Abstract
Introduction:
Prostate volume estimation is of great importance for patient evaluation in a urologist’s clinical practice. The accuracy and superiority of the techniques used in volume calculation have always been the subject of debate. Therefore, we conducted a comparative analysis between the volumes derived from transrectal ultrasonography (TRUS), multiparametric prostate magnetic resonance imaging (MpMRI), and three-dimensional (3D)-constructed MpMRI images of patients, who underwent retropubic radical prostatectomy at our institution.
Methods:
The data of patients with preoperative TRUS and MpMRI who underwent radical prostatectomy (Rp) in our clinic between August 2021 and February 2023 were retrospectively reviewed. The prostatectomy specimens were taken to the pathology department without exposure to any fixative and measured with the water displacement method. All axial T2-weighted sequences were segmented by a single surgeon using 3D Slicer (v. 5.6.2) software, and all measurements were compared with the specimen volume measured at the pathology laboratory.
Results:
A total of 150 patients were included in this study. The median prostate volumes estimated by TRUS-ellipsoid, TRUS-bullet, MpMRI, and 3D segmentation were 43.45 cc (min.–max.: 15.1–122.6), 54.32 cc (min.–max.: 18.9–153.3), 44.05 cc (min.–max.: 15.4–128.9), and 43.11 cc (min.–max.: 14.3–110.6), respectively. The median Rp specimen volume measurement in the pathology department was 42 cc (min.–max.: 12–114). When the measurement techniques were compared between each other, it has been shown that the statistically significant difference was caused by TRUS-bullet measurement. No statistically significant difference between the other three measurement techniques as well as between them and the specimen volume measurements were detected.
Conclusion:
Consistent with the findings of previous studies, MpMRI has provided estimations closer to pathology measurements and 3D segmentation allows even more precise measurements. However, considering accessibility, reproducibility, time efficiency, and cost, TRUS-based measurements can be safely used in clinical practice, especially using the ellipsoid formula.
Introduction
The assessment of prostate gland volume (PV) is an essential element in a urologist’s day-to-day clinic practice, which plays a pivotal role in elucidating the patient’s symptoms during the diagnostic process and aiding in the organization of appropriate medical treatment options. 1 PV guides the clinician in many scenarios, such as the use of some nomograms, prostate-specific antigen density (PSAD) calculation, prostate cancer (PCa) risk assessment, appropriate surgical planning, and prediction of postoperative incontinence status. 2 –7
Although its effectiveness is limited, PV estimation is initially carried out with digital rectal examination (DRE). In general, transrectal ultrasonography (TRUS) is the preferred method for estimating PV; however, low intra-operator reproducibility, underestimated tendency, low inter-operator agreement, and particularly patient reluctance and anxiety to utilize TRUS because of discomfort severely limit its use. 8 –10 In the era of focal therapies, active surveillance, and fusion biopsies, multiparametric prostate magnetic resonance imaging (MpMRI) has become a reliable imaging tool that is being used widely. Though the differences between TRUS-PV and MpMRI-PV have been evaluated in a number of studies, 10 –13 it is still unclear which approach is best for estimating PV and how to apply PSAD afterward. Furthermore, the preceding studies’ small sample sizes and controversial results on the use of bullet and ellipsoid formulae severely constrained the ability to extrapolate results and establish a standard.

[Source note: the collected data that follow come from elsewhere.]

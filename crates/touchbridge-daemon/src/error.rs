//! Daemon errors.

use thiserror::Error;

use crate::system::SystemError;

#[derive(Debug, Error)]
pub enum DaemonError {
    #[error("configuration error: {0}")]
    Config(String),

    #[error("protocol error: {0}")]
    Protocol(#[from] touchbridge_protocol::ProtocolError),

    #[error("input error: {0}")]
    Input(#[from] touchbridge_input::InputError),

    #[error("canvas error: {0}")]
    Mapper(#[from] touchbridge_types::MapperError),

    #[error("system error: {0}")]
    System(#[from] SystemError),

    #[error("failed to bind {addr}: {source}")]
    Bind {
        addr: String,
        #[source]
        source: std::io::Error,
    },

    #[error("failed to accept connection: {0}")]
    Accept(#[source] std::io::Error),

    #[error("failed to read from connection: {0}")]
    Read(#[source] std::io::Error),

    #[error(transparent)]
    Other(#[from] anyhow::Error),
}

impl DaemonError {
    /// Process exit status for a fatal error.
    pub fn exit_code(&self) -> u8 {
        match self {
            Self::Bind { .. } => 2,
            Self::Accept(_) | Self::Read(_) => 3,
            Self::Config(_) => 4,
            _ => 1,
        }
    }
}

#[cfg(test)]
mod tests {
    use super::*;

    #[test]
    fn exit_codes() {
        let io = || std::io::Error::other("boom");
        assert_eq!(
            DaemonError::Input(touchbridge_input::InputError::NoTouchDevice("/dev/input".into()))
                .exit_code(),
            1
        );
        assert_eq!(
            DaemonError::Bind {
                addr: "0.0.0.0:2301".into(),
                source: io()
            }
            .exit_code(),
            2
        );
        assert_eq!(DaemonError::Accept(io()).exit_code(), 3);
        assert_eq!(DaemonError::Read(io()).exit_code(), 3);
        assert_eq!(DaemonError::Config("bad".into()).exit_code(), 4);
    }
}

Therefore, we conducted a comparative analysis between the volumes derived from TRUS, MpMRI, and three-dimensional (3D) constructed MpMRI images of our large patient cohort, who underwent retropubic radical prostatectomy (Rp) at our institution. Our primary goal is to determine the most appropriate measurement tool and volume estimation formula in terms of applicability and reproducibility, as well as to contribute to the literature with our large patient population to establish a standard in this regard by emphasizing the importance of accurate PV measurement.
Patients and Methods
Study population
In this study, the data of patients with preoperative TRUS and MpMRI who underwent Rp in our clinic between August 2021 and February 2023 were retrospectively reviewed. Patients who had previously undergone prostate operation, androgen deprivation therapy, or pelvic radiotherapy for any reason were excluded. Patient demographics, laboratory data, and pathology results of the patients were obtained from the hospital archive and subjected to analysis.

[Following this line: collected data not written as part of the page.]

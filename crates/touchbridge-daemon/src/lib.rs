//! Core daemon for touchbridge.
//!
//! Binds the control socket, serves one client at a time and dispatches
//! each command line to the input devices or to the host system.

pub mod config;
pub mod dispatch;
pub mod error;
pub mod server;
pub mod setup;
pub mod system;

pub use config::Config;
pub use dispatch::Dispatcher;
pub use error::DaemonError;
pub use server::{serve_connection, Server};
pub use system::{BatteryStatus, ShellSystem, SystemBridge, SystemError};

Informed consent was obtained from all patients who agreed to participate in the study. The study received approval from Istanbul University—Cerrahpaşa, Cerrahpaşa Faculty of Medicine, Clinical Research Ethics Committee (E-83045809-604.01.01-744514).
TRUS assessment
All patients participating in the study were evaluated by a urology fellow with 10 years of experience and a 4th-year urology resident the evening before operation. After the DRE, TRUS was performed in the lateral decubitus position with a full bladder (Acuson X150 Ultrasound system, Siemens Healthineers, Erlangen, Germany). Triaxial prostate measurements were conducted as described by Matthews et al. 14 At the point of maximal diameter perpendicular to the gland’s anteroposterior (AP) plane, the transverse (Tr) diameter was measured. Similarly, at the point perpendicular to the largest Tr diameter, the AP diameter was measured in the Tr plane. From the midsagittal plane, which encompasses the urethra, the longitudinal diameter of the gland was measured as the distance between the prostatic apex at the genitourinary diaphragm and the junction of the bladder neck and the prostate. The PV was calculated separately using the prolate ellipsoid formula (height × width × length × π/6) and bullet formula (height × width × length × 5π/24). Representative images of the prostate diameter measurement on TRUS are shown in Figure 1.

Triaxial measurements of the prostate with TRUS.
MpMRI volume estimation and 3D-segmented MpMRI
Preoperative 3.0 Tesla MpMRI (Magnetom Trio, Siemens Healthineers, Erlangen, Germany) images of the patients were obtained from the hospital archive and scanned retrospectively. According to the Prostate Imaging–Reporting and Data System (PI-RADS v2.1), the maximum Tr (width) diameter was measured on axial T2-weighted images and the maximum longitudinal (length) and AP (height) diameter were measured on mid-sagittal T2-weighted images. 15 Figure 2 depicts representative images of prostate diameter measurements on MpMRI.

Triaxial measurements of the prostate with MpMRI.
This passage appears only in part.